*** Records to use Section Begins ***

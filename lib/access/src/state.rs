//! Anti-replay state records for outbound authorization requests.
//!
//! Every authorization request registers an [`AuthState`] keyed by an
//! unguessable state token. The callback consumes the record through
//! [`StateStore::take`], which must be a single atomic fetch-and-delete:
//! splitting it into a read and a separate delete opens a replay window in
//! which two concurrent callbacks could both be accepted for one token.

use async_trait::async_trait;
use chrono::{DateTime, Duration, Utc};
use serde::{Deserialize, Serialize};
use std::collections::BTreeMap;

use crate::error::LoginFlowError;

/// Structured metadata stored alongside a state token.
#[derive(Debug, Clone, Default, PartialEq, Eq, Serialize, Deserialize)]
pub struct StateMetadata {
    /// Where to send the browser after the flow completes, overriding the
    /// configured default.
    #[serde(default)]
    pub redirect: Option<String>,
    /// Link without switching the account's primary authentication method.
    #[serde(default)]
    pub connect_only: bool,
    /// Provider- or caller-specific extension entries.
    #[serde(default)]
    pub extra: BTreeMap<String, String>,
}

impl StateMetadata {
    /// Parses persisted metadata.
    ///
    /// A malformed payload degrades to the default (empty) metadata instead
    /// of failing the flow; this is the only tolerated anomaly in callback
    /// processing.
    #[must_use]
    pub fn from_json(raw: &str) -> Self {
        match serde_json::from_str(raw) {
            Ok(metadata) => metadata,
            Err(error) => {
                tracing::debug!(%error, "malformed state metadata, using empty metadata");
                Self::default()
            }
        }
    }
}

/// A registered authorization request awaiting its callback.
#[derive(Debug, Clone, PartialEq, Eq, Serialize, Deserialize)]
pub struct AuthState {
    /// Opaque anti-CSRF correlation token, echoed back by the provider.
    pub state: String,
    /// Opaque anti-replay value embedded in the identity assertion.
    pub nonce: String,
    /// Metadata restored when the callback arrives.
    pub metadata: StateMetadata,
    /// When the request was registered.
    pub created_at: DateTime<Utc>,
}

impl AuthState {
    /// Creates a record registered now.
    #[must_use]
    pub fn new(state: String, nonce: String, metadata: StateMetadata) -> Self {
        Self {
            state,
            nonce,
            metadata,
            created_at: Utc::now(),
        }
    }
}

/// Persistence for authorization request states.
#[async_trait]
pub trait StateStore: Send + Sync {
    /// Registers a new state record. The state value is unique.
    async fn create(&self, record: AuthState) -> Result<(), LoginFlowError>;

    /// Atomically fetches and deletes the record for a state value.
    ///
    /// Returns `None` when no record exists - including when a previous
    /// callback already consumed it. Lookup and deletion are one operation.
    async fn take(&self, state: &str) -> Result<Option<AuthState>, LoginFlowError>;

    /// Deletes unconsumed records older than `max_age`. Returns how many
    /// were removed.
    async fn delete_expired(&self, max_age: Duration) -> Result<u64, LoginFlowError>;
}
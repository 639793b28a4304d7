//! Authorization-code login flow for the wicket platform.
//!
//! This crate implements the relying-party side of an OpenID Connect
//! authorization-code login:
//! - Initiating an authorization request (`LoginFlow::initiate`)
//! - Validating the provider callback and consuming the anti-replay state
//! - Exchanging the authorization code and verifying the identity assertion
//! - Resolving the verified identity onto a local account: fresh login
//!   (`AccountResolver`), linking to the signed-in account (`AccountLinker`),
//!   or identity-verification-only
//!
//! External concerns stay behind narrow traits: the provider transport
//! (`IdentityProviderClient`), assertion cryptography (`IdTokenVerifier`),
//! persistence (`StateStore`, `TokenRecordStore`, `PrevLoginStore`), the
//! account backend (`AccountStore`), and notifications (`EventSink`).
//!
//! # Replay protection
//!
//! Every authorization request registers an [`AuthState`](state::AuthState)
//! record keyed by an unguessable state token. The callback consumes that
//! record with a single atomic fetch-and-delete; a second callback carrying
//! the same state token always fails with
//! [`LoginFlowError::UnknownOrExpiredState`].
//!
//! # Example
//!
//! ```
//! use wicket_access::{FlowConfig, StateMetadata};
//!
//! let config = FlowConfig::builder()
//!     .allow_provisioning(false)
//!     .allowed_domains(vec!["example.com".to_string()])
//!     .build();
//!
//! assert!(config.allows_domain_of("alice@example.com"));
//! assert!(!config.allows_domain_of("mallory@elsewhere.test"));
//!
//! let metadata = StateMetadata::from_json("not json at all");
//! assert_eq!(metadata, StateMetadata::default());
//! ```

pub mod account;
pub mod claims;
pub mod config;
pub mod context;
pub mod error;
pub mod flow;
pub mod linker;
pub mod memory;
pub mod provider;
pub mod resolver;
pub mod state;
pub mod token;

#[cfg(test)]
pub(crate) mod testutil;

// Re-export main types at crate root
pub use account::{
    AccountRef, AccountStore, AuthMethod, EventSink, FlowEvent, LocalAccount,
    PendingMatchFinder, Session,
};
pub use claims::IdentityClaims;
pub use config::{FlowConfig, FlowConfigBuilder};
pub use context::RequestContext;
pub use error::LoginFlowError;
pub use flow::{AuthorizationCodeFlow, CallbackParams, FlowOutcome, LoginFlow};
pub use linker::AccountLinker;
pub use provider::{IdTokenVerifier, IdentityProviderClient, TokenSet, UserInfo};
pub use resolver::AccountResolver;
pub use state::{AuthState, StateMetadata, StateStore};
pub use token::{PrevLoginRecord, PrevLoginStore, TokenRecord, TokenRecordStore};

*** Records to use Section Ends ***

### Task details
Each of the records should be written out again, exactly as it reads.

### Response area
filename lib/access/src/state.rs
//! Anti-replay state records for outbound authorization requests.
//!
//! Every authorization request registers an [`AuthState`] keyed by an
//! unguessable state token. The callback consumes the record through
//! [`StateStore::take`], which must be a single atomic fetch-and-delete:
//! splitting it into a read and a separate delete opens a replay window in
//! which two concurrent callbacks could both be accepted for one token.

use async_trait::async_trait;
use chrono::{DateTime, Duration, Utc};
use serde::{Deserialize, Serialize};
use std::collections::BTreeMap;

use crate::error::LoginFlowError;

/// Structured metadata stored alongside a state token.
#[derive(Debug, Clone, Default, PartialEq, Eq, Serialize, Deserialize)]
pub struct StateMetadata {
    /// Where to send the browser after the flow completes, overriding the
    /// configured default.
    #[serde(default)]
    pub redirect: Option<String>,
    /// Link without switching the account's primary authentication method.
    #[serde(default)]
    pub connect_only: bool,
    /// Provider- or caller-specific extension entries.
    #[serde(default)]
    pub extra: BTreeMap<String, String>,
}

impl StateMetadata {
    /// Parses persisted metadata.
    ///
    /// A malformed payload degrades to the default (empty) metadata instead
    /// of failing the flow; this is the only tolerated anomaly in callback
    /// processing.
    #[must_use]
    pub fn from_json(raw: &str) -> Self {
        match serde_json::from_str(raw) {
            Ok(metadata) => metadata,
            Err(error) => {
                tracing::debug!(%error, "malformed state metadata, using empty metadata");
                Self::default()
            }
        }
    }
}

/// A registered authorization request awaiting its callback.
#[derive(Debug, Clone, PartialEq, Eq, Serialize, Deserialize)]
pub struct AuthState {
    /// Opaque anti-CSRF correlation token, echoed back by the provider.
    pub state: String,
    /// Opaque anti-replay value embedded in the identity assertion.
    pub nonce: String,
    /// Metadata restored when the callback arrives.
    pub metadata: StateMetadata,
    /// When the request was registered.
    pub created_at: DateTime<Utc>,
}

impl AuthState {
    /// Creates a record registered now.
    #[must_use]
    pub fn new(state: String, nonce: String, metadata: StateMetadata) -> Self {
        Self {
            state,
            nonce,
            metadata,
            created_at: Utc::now(),
        }
    }
}

/// Persistence for authorization request states.
#[async_trait]
pub trait StateStore: Send + Sync {
    /// Registers a new state record. The state value is unique.
    async fn create(&self, record: AuthState) -> Result<(), LoginFlowError>;

    /// Atomically fetches and deletes the record for a state value.
    ///
    /// Returns `None` when no record exists - including when a previous
    /// callback already consumed it. Lookup and deletion are one operation.
    async fn take(&self, state: &str) -> Result<Option<AuthState>, LoginFlowError>;

    /// Deletes unconsumed records older than `max_age`. Returns how many
    /// were removed.
    async fn delete_expired(&self, max_age: Duration) -> Result<u64, LoginFlowError>;
}
repository 639793b28a4304d7
//! Authorization-code login flow for the wicket platform.
//!
//! This crate implements the relying-party side of an OpenID Connect
//! authorization-code login:
//! - Initiating an authorization request (`LoginFlow::initiate`)
//! - Validating the provider callback and consuming the anti-replay state
//! - Exchanging the authorization code and verifying the identity assertion
//! - Resolving the verified identity onto a local account: fresh login
//!   (`AccountResolver`), linking to the signed-in account (`AccountLinker`),
//!   or identity-verification-only
//!
//! External concerns stay behind narrow traits: the provider transport
//! (`IdentityProviderClient`), assertion cryptography (`IdTokenVerifier`),
//! persistence (`StateStore`, `TokenRecordStore`, `PrevLoginStore`), the
//! account backend (`AccountStore`), and notifications (`EventSink`).
//!
//! # Replay protection
//!
//! Every authorization request registers an [`AuthState`](state::AuthState)
//! record keyed by an unguessable state token. The callback consumes that
//! record with a single atomic fetch-and-delete; a second callback carrying
//! the same state token always fails with
//! [`LoginFlowError::UnknownOrExpiredState`].
//!
//! # Example
//!
//! ```
//! use wicket_access::{FlowConfig, StateMetadata};
//!
//! let config = FlowConfig::builder()
//!     .allow_provisioning(false)
//!     .allowed_domains(vec!["example.com".to_string()])
//!     .build();
//!
//! assert!(config.allows_domain_of("alice@example.com"));
//! assert!(!config.allows_domain_of("mallory@elsewhere.test"));
//!
//! let metadata = StateMetadata::from_json("not json at all");
//! assert_eq!(metadata, StateMetadata::default());
//! ```

pub mod account;
pub mod claims;
pub mod config;
pub mod context;
pub mod error;
pub mod flow;
pub mod linker;
pub mod memory;
pub mod provider;
pub mod resolver;
pub mod state;
pub mod token;

#[cfg(test)]
pub(crate) mod testutil;

// Re-export main types at crate root
pub use account::{
    AccountRef, AccountStore, AuthMethod, EventSink, FlowEvent, LocalAccount,
    PendingMatchFinder, Session,
};
pub use claims::IdentityClaims;
pub use config::{FlowConfig, FlowConfigBuilder};
pub use context::RequestContext;
pub use error::LoginFlowError;
pub use flow::{AuthorizationCodeFlow, CallbackParams, FlowOutcome, LoginFlow};
pub use linker::AccountLinker;
pub use provider::{IdTokenVerifier, IdentityProviderClient, TokenSet, UserInfo};
pub use resolver::AccountResolver;
pub use state::{AuthState, StateMetadata, StateStore};
pub use token::{PrevLoginRecord, PrevLoginStore, TokenRecord, TokenRecordStore};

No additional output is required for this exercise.